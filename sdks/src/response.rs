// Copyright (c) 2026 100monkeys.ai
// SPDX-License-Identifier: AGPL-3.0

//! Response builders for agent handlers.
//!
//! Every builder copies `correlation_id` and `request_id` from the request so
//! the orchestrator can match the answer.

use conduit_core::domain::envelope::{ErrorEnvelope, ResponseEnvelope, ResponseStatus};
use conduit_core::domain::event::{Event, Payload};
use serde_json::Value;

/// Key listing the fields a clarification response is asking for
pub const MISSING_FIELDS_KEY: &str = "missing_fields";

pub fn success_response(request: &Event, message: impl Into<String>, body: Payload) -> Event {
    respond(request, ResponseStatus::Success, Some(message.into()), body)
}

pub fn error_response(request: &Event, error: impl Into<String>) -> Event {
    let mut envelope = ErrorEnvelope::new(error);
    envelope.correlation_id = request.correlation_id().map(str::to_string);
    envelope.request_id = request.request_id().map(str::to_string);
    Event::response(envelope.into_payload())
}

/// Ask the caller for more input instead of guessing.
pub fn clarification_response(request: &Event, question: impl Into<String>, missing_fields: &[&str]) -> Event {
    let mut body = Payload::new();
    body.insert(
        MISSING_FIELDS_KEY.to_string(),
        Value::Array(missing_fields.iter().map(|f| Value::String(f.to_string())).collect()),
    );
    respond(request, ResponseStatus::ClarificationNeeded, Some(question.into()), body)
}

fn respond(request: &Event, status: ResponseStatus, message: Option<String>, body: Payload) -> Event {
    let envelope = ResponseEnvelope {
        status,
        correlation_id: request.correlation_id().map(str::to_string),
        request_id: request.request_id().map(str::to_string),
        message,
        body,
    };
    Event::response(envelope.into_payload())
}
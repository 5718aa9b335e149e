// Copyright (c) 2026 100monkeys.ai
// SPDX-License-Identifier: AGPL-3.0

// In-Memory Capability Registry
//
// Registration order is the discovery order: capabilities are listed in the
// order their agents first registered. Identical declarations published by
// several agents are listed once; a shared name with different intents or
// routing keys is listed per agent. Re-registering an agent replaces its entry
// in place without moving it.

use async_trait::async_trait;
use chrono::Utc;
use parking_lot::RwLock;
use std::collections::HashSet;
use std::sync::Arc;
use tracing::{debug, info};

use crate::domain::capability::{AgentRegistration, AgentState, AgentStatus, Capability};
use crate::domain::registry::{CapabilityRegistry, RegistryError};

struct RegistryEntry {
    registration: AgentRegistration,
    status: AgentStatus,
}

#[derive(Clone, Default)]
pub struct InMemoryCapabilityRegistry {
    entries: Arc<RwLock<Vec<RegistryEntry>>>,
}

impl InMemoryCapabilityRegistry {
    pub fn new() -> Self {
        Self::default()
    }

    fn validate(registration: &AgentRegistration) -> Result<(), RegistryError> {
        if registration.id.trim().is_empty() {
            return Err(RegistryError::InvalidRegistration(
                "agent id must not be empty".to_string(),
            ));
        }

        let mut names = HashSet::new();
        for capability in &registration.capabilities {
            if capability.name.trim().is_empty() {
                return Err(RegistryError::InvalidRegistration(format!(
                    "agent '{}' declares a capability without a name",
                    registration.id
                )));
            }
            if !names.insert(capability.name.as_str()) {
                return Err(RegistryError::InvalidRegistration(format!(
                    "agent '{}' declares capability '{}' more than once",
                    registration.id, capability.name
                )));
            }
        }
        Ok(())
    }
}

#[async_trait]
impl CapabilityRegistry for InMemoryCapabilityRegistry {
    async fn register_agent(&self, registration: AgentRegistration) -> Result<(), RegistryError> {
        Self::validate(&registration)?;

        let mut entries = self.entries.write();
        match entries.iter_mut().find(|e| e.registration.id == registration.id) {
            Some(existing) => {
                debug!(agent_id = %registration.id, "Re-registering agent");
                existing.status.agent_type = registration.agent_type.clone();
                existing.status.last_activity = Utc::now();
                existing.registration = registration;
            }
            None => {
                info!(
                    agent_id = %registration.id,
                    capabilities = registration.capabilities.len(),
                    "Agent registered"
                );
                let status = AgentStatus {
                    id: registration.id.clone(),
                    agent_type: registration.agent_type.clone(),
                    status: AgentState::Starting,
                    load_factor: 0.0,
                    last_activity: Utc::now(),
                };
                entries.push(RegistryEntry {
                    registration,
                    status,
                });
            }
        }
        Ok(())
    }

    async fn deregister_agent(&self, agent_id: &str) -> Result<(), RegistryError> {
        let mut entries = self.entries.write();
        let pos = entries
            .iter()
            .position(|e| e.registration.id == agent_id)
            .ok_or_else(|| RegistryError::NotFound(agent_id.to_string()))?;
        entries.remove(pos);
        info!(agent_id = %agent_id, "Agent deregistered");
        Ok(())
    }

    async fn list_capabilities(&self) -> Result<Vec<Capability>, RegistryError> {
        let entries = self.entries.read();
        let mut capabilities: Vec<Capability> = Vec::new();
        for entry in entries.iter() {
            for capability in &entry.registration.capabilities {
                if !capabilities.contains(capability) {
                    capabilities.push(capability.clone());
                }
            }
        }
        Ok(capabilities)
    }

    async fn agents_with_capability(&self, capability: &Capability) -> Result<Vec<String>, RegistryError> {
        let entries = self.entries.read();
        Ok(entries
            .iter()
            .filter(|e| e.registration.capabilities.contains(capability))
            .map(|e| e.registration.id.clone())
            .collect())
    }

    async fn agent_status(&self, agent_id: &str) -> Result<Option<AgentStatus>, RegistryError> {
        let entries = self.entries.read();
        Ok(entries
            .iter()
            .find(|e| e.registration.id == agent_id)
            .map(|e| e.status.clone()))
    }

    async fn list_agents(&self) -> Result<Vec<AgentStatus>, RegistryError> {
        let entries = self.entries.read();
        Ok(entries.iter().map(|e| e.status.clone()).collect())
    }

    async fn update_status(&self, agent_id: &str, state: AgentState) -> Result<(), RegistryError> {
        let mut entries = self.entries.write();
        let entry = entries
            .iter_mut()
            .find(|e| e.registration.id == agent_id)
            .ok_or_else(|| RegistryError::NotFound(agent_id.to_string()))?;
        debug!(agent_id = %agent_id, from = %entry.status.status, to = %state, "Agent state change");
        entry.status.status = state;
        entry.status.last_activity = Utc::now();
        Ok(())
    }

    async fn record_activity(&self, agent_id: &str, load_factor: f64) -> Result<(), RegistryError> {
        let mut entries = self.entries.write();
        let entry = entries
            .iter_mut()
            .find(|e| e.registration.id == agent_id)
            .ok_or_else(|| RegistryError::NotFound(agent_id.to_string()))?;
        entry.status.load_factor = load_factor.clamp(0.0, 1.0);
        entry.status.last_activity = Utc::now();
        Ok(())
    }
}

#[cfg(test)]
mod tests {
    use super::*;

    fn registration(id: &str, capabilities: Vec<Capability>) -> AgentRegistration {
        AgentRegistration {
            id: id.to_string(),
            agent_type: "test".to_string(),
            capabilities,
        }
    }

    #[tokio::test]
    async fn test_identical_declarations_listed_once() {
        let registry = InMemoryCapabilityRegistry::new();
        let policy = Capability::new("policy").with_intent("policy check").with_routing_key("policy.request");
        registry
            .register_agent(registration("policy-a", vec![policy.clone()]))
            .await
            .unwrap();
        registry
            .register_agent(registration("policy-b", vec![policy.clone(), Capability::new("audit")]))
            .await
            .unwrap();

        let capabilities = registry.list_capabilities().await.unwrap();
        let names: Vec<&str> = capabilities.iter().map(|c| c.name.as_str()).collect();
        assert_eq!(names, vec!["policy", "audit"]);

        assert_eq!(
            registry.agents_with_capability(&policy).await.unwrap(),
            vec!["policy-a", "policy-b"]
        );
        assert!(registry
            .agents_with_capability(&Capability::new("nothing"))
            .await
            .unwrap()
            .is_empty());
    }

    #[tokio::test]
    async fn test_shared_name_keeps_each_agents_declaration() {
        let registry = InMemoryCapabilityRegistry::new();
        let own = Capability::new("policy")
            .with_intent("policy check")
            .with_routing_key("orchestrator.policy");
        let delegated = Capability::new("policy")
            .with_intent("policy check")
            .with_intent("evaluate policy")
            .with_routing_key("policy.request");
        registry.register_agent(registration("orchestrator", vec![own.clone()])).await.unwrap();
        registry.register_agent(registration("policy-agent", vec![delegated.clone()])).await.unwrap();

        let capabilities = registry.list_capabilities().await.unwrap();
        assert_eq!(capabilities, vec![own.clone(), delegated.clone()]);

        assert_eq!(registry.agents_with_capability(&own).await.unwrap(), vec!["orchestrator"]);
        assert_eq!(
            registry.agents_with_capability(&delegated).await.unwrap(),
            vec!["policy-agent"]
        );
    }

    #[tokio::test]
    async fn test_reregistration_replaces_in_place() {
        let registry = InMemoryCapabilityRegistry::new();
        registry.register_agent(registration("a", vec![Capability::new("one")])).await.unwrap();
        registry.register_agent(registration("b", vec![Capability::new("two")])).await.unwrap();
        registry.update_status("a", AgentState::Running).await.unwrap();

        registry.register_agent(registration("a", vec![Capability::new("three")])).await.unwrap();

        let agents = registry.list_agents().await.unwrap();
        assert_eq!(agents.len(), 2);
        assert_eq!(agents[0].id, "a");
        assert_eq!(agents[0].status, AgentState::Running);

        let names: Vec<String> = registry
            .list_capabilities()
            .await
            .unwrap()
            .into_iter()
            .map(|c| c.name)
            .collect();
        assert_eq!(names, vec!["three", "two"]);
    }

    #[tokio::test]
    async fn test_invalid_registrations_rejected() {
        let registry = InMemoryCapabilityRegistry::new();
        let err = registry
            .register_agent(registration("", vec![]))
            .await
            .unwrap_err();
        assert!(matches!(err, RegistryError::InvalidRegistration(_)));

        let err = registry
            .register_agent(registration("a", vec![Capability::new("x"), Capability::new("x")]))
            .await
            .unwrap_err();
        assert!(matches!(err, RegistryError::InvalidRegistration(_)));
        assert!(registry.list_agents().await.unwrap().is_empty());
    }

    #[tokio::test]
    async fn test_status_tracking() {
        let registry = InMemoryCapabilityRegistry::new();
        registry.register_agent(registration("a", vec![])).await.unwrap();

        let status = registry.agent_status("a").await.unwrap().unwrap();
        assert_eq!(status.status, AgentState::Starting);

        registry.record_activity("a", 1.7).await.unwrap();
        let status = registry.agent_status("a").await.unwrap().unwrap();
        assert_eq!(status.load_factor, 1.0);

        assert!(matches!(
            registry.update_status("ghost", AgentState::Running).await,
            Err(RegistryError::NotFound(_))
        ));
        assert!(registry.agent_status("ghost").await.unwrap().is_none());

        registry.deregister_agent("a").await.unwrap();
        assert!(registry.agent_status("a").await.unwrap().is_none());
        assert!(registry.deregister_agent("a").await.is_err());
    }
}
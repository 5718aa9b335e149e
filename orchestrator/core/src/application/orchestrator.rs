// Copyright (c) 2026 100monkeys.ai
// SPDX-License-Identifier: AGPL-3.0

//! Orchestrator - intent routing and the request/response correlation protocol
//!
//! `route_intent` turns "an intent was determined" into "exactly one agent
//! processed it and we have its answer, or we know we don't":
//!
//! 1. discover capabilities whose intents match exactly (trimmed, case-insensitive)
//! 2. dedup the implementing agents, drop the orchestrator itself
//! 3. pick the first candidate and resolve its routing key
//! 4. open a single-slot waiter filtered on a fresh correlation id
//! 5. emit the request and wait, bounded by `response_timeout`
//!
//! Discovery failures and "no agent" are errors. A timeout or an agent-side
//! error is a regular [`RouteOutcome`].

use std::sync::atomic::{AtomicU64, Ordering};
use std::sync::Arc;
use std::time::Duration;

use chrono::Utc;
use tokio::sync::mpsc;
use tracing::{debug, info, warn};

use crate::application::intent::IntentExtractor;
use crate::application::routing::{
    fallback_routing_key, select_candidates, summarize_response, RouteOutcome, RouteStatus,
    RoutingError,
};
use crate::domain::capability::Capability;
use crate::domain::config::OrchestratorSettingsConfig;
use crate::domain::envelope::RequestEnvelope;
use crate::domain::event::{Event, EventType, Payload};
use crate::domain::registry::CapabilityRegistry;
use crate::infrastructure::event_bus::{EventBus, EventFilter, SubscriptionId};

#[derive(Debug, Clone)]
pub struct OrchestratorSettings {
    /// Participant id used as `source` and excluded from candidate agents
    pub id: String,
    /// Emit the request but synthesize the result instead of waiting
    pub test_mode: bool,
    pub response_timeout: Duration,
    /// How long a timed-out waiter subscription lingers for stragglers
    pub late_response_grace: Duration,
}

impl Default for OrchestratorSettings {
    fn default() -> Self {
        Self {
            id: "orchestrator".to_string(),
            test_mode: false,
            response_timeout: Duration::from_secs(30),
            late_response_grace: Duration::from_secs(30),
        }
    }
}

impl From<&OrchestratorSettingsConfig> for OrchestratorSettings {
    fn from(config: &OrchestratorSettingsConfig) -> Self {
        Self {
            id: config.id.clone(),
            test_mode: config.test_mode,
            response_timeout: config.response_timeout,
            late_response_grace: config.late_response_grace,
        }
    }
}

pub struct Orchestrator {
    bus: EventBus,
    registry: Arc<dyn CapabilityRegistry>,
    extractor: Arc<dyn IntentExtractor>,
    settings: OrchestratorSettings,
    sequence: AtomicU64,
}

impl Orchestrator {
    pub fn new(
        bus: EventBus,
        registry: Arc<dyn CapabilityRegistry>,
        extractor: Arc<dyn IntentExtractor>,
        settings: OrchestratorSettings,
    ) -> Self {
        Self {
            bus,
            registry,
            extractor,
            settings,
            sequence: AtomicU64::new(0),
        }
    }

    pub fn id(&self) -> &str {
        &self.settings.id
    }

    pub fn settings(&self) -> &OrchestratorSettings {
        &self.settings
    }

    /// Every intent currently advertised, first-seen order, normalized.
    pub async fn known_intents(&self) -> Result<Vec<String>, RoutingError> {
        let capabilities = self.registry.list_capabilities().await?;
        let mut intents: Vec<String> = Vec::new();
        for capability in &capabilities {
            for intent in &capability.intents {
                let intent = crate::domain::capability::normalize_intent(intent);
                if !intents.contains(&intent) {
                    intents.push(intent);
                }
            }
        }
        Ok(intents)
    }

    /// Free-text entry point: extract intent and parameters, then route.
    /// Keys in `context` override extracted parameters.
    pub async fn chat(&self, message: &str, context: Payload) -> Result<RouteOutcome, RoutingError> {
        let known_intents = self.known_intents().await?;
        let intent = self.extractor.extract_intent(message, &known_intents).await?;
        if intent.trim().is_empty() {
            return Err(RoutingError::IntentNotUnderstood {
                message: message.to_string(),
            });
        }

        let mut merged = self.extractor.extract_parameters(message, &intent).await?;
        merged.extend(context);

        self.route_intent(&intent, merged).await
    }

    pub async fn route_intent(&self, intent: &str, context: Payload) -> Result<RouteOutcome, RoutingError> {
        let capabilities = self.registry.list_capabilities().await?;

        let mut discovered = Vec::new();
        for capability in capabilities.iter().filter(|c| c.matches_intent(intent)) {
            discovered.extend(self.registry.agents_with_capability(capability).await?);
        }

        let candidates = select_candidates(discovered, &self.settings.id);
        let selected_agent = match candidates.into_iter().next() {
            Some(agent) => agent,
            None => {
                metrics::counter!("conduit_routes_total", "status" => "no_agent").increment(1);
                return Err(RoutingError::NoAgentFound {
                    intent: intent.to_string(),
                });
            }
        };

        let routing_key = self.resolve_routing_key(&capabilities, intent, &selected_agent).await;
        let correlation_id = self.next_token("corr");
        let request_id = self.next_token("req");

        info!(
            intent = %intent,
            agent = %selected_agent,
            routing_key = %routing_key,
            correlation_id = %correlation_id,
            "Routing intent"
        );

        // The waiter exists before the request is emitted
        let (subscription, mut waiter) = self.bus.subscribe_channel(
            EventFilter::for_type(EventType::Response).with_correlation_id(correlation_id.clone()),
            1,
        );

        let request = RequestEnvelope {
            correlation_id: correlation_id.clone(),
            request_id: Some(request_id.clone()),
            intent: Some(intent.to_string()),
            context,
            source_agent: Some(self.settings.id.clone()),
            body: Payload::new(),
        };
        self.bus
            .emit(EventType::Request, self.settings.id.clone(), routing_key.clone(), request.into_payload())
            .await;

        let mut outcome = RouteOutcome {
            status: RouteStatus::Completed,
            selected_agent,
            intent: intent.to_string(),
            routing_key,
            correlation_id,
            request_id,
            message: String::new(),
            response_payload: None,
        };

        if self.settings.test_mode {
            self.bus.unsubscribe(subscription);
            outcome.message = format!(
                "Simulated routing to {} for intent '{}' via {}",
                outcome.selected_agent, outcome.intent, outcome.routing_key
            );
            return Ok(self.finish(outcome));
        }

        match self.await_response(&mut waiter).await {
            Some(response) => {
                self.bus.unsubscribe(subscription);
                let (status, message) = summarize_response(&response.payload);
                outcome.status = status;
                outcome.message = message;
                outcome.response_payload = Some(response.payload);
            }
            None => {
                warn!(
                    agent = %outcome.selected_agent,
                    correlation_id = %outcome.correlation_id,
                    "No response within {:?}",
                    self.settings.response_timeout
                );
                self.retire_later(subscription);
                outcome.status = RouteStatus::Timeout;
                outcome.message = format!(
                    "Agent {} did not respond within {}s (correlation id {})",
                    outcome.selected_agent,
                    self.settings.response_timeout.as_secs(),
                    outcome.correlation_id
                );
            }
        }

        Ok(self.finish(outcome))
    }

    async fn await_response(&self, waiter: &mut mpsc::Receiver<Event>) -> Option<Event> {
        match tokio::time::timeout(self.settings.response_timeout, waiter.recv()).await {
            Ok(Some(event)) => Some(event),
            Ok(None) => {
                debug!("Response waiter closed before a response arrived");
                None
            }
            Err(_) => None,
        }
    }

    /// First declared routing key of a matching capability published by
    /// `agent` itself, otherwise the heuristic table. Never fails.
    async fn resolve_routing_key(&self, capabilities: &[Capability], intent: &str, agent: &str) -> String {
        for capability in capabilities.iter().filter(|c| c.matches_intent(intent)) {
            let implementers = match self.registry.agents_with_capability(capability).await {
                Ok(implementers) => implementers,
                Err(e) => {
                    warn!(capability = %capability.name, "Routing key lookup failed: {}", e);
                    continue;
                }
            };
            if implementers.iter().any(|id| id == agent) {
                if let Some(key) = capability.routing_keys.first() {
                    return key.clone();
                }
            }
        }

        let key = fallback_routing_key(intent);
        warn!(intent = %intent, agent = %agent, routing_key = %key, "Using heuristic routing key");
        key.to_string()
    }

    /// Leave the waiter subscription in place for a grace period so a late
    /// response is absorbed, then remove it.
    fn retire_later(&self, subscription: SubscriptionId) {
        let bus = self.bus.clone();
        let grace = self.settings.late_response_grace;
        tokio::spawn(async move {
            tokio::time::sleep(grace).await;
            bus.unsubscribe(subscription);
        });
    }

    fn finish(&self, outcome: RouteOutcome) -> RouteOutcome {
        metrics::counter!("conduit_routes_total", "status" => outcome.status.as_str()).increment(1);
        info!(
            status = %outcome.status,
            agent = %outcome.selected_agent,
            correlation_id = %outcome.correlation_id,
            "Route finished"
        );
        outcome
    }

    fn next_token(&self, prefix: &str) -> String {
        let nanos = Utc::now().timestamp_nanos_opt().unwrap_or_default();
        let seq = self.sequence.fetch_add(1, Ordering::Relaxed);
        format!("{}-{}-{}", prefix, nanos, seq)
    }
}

=-=-=-=-=

PROBLEM STATEMENT - Show the lines above that include "Duration".

EXERCISE ANSWER -
use std::time::Duration;
    pub response_timeout: Duration,
    pub late_response_grace: Duration,
            response_timeout: Duration::from_secs(30),
            late_response_grace: Duration::from_secs(30),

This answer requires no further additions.